### Your instructions
For the string "that", state how many lines of the data hold it. Give nothing besides the number.

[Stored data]
----

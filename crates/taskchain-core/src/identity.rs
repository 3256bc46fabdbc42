//! Identity-resolving convenience chains.
//!
//! A chain often acts on behalf of some host-owned identity (a connected
//! command sender, a session) that can disappear while the chain is queued.
//! These factories prepend a primary-context resolver link, so every
//! caller-supplied link receives a live handle and never re-checks liveness.
//! Composition replaces the subclass-the-first-link pattern.

use crate::builder::ChainBuilder;
use crate::link::LinkContext;
use crate::outcome::Outcome;
use std::sync::{Arc, Weak};
use taskchain_sched::ContextScheduler;

/// Lookup-only reference to a host-owned identity.
///
/// Holds a [`Weak`] back reference: an `IdentityRef` never extends the
/// target's lifetime.
pub struct IdentityRef<S> {
    target: Weak<S>,
}

impl<S> IdentityRef<S> {
    /// Create a reference to `handle`.
    #[must_use]
    pub fn new(handle: &Arc<S>) -> Self {
        Self {
            target: Arc::downgrade(handle),
        }
    }

    /// Wrap an existing weak reference.
    #[must_use]
    pub fn from_weak(target: Weak<S>) -> Self {
        Self { target }
    }

    /// A reference that never resolves.
    #[must_use]
    pub fn dangling() -> Self {
        Self { target: Weak::new() }
    }

    /// Resolve to a live handle, if the target still exists.
    #[must_use]
    pub fn resolve(&self) -> Option<Arc<S>> {
        self.target.upgrade()
    }

    /// Check whether the target is still live. A `true` result is already
    /// stale by the time the caller observes it; use [`resolve`](Self::resolve)
    /// to act on the handle.
    #[must_use]
    pub fn is_live(&self) -> bool {
        self.target.strong_count() > 0
    }
}

impl<S> Clone for IdentityRef<S> {
    fn clone(&self) -> Self {
        Self {
            target: self.target.clone(),
        }
    }
}

impl<S> std::fmt::Debug for IdentityRef<S> {
    fn fmt(&self, f: &mut std::fmt::Formatter<'_>) -> std::fmt::Result {
        f.debug_struct("IdentityRef")
            .field("live", &self.is_live())
            .finish()
    }
}

impl ChainBuilder<()> {
    /// Chain whose first link resolves `identity` on the primary context,
    /// aborting immediately if the handle is no longer live.
    #[must_use]
    pub fn for_identity<S>(
        scheduler: Arc<dyn ContextScheduler>,
        identity: IdentityRef<S>,
    ) -> ChainBuilder<Arc<S>>
    where
        S: Send + Sync + 'static,
    {
        Self::for_lookup(scheduler, move || identity.resolve())
    }

    /// Chain whose first link runs `lookup` on the primary context, aborting
    /// when it returns `None`. Generalizes [`for_identity`](Self::for_identity)
    /// to any host-specific resolution.
    #[must_use]
    pub fn for_lookup<S, F>(scheduler: Arc<dyn ContextScheduler>, mut lookup: F) -> ChainBuilder<S>
    where
        S: Send + 'static,
        F: FnMut() -> Option<S> + Send + 'static,
    {
        ChainBuilder::new(scheduler).then(LinkContext::Primary, move |()| match lookup() {
            Some(handle) => Outcome::Continue(handle),
            None => {
                tracing::debug!("identity no longer live; aborting chain");
                Outcome::Abort
            }
        })
    }
}
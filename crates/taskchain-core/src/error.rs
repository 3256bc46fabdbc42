//! Error types for the chain engine.
//!
//! Misuse faults (caller bugs) fail fast at the call site as [`ChainError`]
//! values. Unexpected faults raised by a link while executing are contained
//! at the engine's invocation boundary and surfaced as a [`ChainFault`]
//! through the registered fault callback.

/// Caller-bug errors, raised at the call site.
#[derive(Debug, Clone, Copy, PartialEq, Eq, thiserror::Error)]
pub enum ChainError {
    /// The chain was started with zero links.
    #[error("chain has no links")]
    Empty,

    /// The chain was started a second time.
    #[error("chain already started")]
    AlreadyStarted,

    /// A link was added after the chain left the `Built` state.
    #[error("cannot add link after start")]
    LinkAfterStart,
}

/// An unexpected fault raised by a link while executing.
///
/// The chain aborts after the fault is reported; the remaining links never
/// run.
#[derive(Debug, Clone, PartialEq, Eq)]
pub struct ChainFault {
    /// Index of the faulting link in insertion order.
    pub link_index: usize,
    /// Human-readable fault description.
    pub message: String,
}

impl std::fmt::Display for ChainFault {
    fn fmt(&self, f: &mut std::fmt::Formatter<'_>) -> std::fmt::Result {
        write!(f, "link {} faulted: {}", self.link_index, self.message)
    }
}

----

### Task result
2